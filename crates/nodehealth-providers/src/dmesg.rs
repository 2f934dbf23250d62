//! Kernel log scanning: GPU Xid errors and NIC link transitions.

use chrono::NaiveDateTime;
use nodehealth_core::CommandSpec;
use nodehealth_types::XidSeverity::{Critical, Warn};
use nodehealth_types::{XidEvent, XidSeverity};
use regex::Regex;
use std::collections::BTreeMap;
use std::sync::LazyLock;
use tracing::debug;

static XID_LINE: LazyLock<Regex> =
    LazyLock::new(|| Regex::new(r"NVRM: Xid \(PCI:([^)]*)\): (\d+),").unwrap());
static LINK_LINE: LazyLock<Regex> = LazyLock::new(|| {
    Regex::new(r"^\[(\w{3} \w{3} {1,2}\d{1,2} \d{2}:\d{2}:\d{2} \d{4})\].*\s(\S+): Link (\w+)")
        .unwrap()
});

const DMESG_TIME_FORMAT: &str = "%a %b %d %H:%M:%S %Y";

pub fn command() -> CommandSpec {
    CommandSpec::new("dmesg").arg("-T").sudo()
}

/// Xid codes worth reporting, with their meaning and severity.
pub const XID_CATALOG: &[(u32, &str, XidSeverity)] = &[
    (48, "Double Bit ECC Error", Critical),
    (56, "Display Engine error", Critical),
    (57, "Error programming video memory interface", Critical),
    (58, "Unstable video memory interface detected", Critical),
    (62, "Internal micro-controller halt", Critical),
    (63, "ECC page retirement or row remapping recording event", Critical),
    (64, "ECC page retirement or row remapper recording failure", Critical),
    (65, "Video processor exception", Critical),
    (68, "NVDEC0 Exception", Critical),
    (69, "Graphics Engine class error", Critical),
    (73, "NVENC2 Error", Critical),
    (74, "NVLINK Error", Critical),
    (79, "GPU has fallen off the bus", Critical),
    (80, "Corrupted data sent to GPU", Critical),
    (81, "VGA Subsystem Error", Critical),
    (82, "NVJPGO Error", Warn),
    (83, "NVDEC1 Error", Warn),
    (84, "NVDEC2 Error", Warn),
    (86, "OFA Exception", Warn),
    (88, "NVDEC3 Error", Warn),
    (89, "NVDEC4 Error", Warn),
    (92, "High single-bit ECC error rate", Critical),
    (94, "Contained ECC error", Critical),
    (95, "Uncontained ECC error", Critical),
    (96, "NVDEC5 Error", Warn),
    (97, "NVDEC6 Error", Warn),
    (98, "NVDEC7 Error", Warn),
    (99, "NVJPG1 Error", Warn),
    (100, "NVJPG2 Error", Warn),
    (101, "NVJPG3 Error", Warn),
    (102, "NVJPG4 Error", Warn),
    (103, "NVJPG5 Error", Warn),
    (104, "NVJPG6 Error", Warn),
    (105, "NVJPG7 Error", Warn),
    (110, "Security Fault Error", Warn),
    (111, "Display Bundle Error Event", Warn),
    (112, "Display Supervisor Error", Warn),
    (113, "DP Link Training Error", Warn),
    (114, "Display Pipeline Underflow Error", Warn),
    (115, "Display Core Channel Error", Warn),
    (116, "Display Window Channel Error", Warn),
    (117, "Display Cursor Channel Error", Warn),
    (118, "Display Pixel Pipeline Error", Warn),
    (119, "GSP RPC Timeout", Critical),
    (120, "GSP Error", Critical),
    (122, "SPI PMU RPC Read Failure", Warn),
    (123, "SPI PMU RPC Write Failure", Warn),
    (124, "SPI PMU RPC Erase Failure", Warn),
    (125, "Inforom FS Failure", Warn),
];

pub fn lookup_xid(code: u32) -> Option<(&'static str, XidSeverity)> {
    XID_CATALOG
        .iter()
        .find(|(c, _, _)| *c == code)
        .map(|(_, description, severity)| (*description, *severity))
}

/// Catalogued Xid occurrences grouped by (code, PCI address).
///
/// Critical codes come first; within a severity, ordered by code then PCI.
pub fn parse_xid(log: &str) -> Vec<XidEvent> {
    let mut counts: BTreeMap<(u32, String), usize> = BTreeMap::new();

    for caps in XID_LINE.captures_iter(log) {
        let Ok(code) = caps[2].parse::<u32>() else {
            continue;
        };
        if lookup_xid(code).is_none() {
            debug!(code, "ignoring uncatalogued Xid");
            continue;
        }
        *counts.entry((code, caps[1].trim().to_string())).or_default() += 1;
    }

    let mut events: Vec<XidEvent> = counts
        .into_iter()
        .filter_map(|((code, pci), count)| {
            let (description, severity) = lookup_xid(code)?;
            Some(XidEvent {
                code,
                pci,
                count,
                description: description.to_string(),
                severity,
            })
        })
        .collect();
    events.sort_by_key(|e| e.severity != XidSeverity::Critical);
    events
}

/// One `<netdev>: Link up|down` line from `dmesg -T`.
#[derive(Debug, Clone, PartialEq, Eq)]
pub struct LinkEvent {
    pub time: NaiveDateTime,
    pub netdev: String,
    pub state: String,
}

impl LinkEvent {
    pub fn is_down(&self) -> bool {
        self.state.eq_ignore_ascii_case("down")
    }
}

pub fn parse_link_events(log: &str) -> Vec<LinkEvent> {
    log.lines()
        .filter_map(|line| {
            let caps = LINK_LINE.captures(line)?;
            let stamp = caps[1].split_whitespace().collect::<Vec<_>>().join(" ");
            let time = NaiveDateTime::parse_from_str(&stamp, DMESG_TIME_FORMAT).ok()?;
            Some(LinkEvent {
                time,
                netdev: caps[2].to_string(),
                state: caps[3].to_string(),
            })
        })
        .collect()
}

◆ Exercise brief: Beginning at the line that holds "caps[1].trim().to_string())).or_default() += 1;", copy every line through the end of the entries exactly as given, and only those lines.

◆ Solution to this problem:
        *counts.entry((code, caps[1].trim().to_string())).or_default() += 1;
    }

    let mut events: Vec<XidEvent> = counts
        .into_iter()
        .filter_map(|((code, pci), count)| {
            let (description, severity) = lookup_xid(code)?;
            Some(XidEvent {
                code,
                pci,
                count,
                description: description.to_string(),
                severity,
            })
        })
        .collect();
    events.sort_by_key(|e| e.severity != XidSeverity::Critical);
    events
}

/// One `<netdev>: Link up|down` line from `dmesg -T`.
#[derive(Debug, Clone, PartialEq, Eq)]
pub struct LinkEvent {
    pub time: NaiveDateTime,
    pub netdev: String,
    pub state: String,
}

impl LinkEvent {
    pub fn is_down(&self) -> bool {
        self.state.eq_ignore_ascii_case("down")
    }
}

pub fn parse_link_events(log: &str) -> Vec<LinkEvent> {
    log.lines()
        .filter_map(|line| {
            let caps = LINK_LINE.captures(line)?;
            let stamp = caps[1].split_whitespace().collect::<Vec<_>>().join(" ");
            let time = NaiveDateTime::parse_from_str(&stamp, DMESG_TIME_FORMAT).ok()?;
            Some(LinkEvent {
                time,
                netdev: caps[2].to_string(),
                state: caps[3].to_string(),
            })
        })
        .collect()
}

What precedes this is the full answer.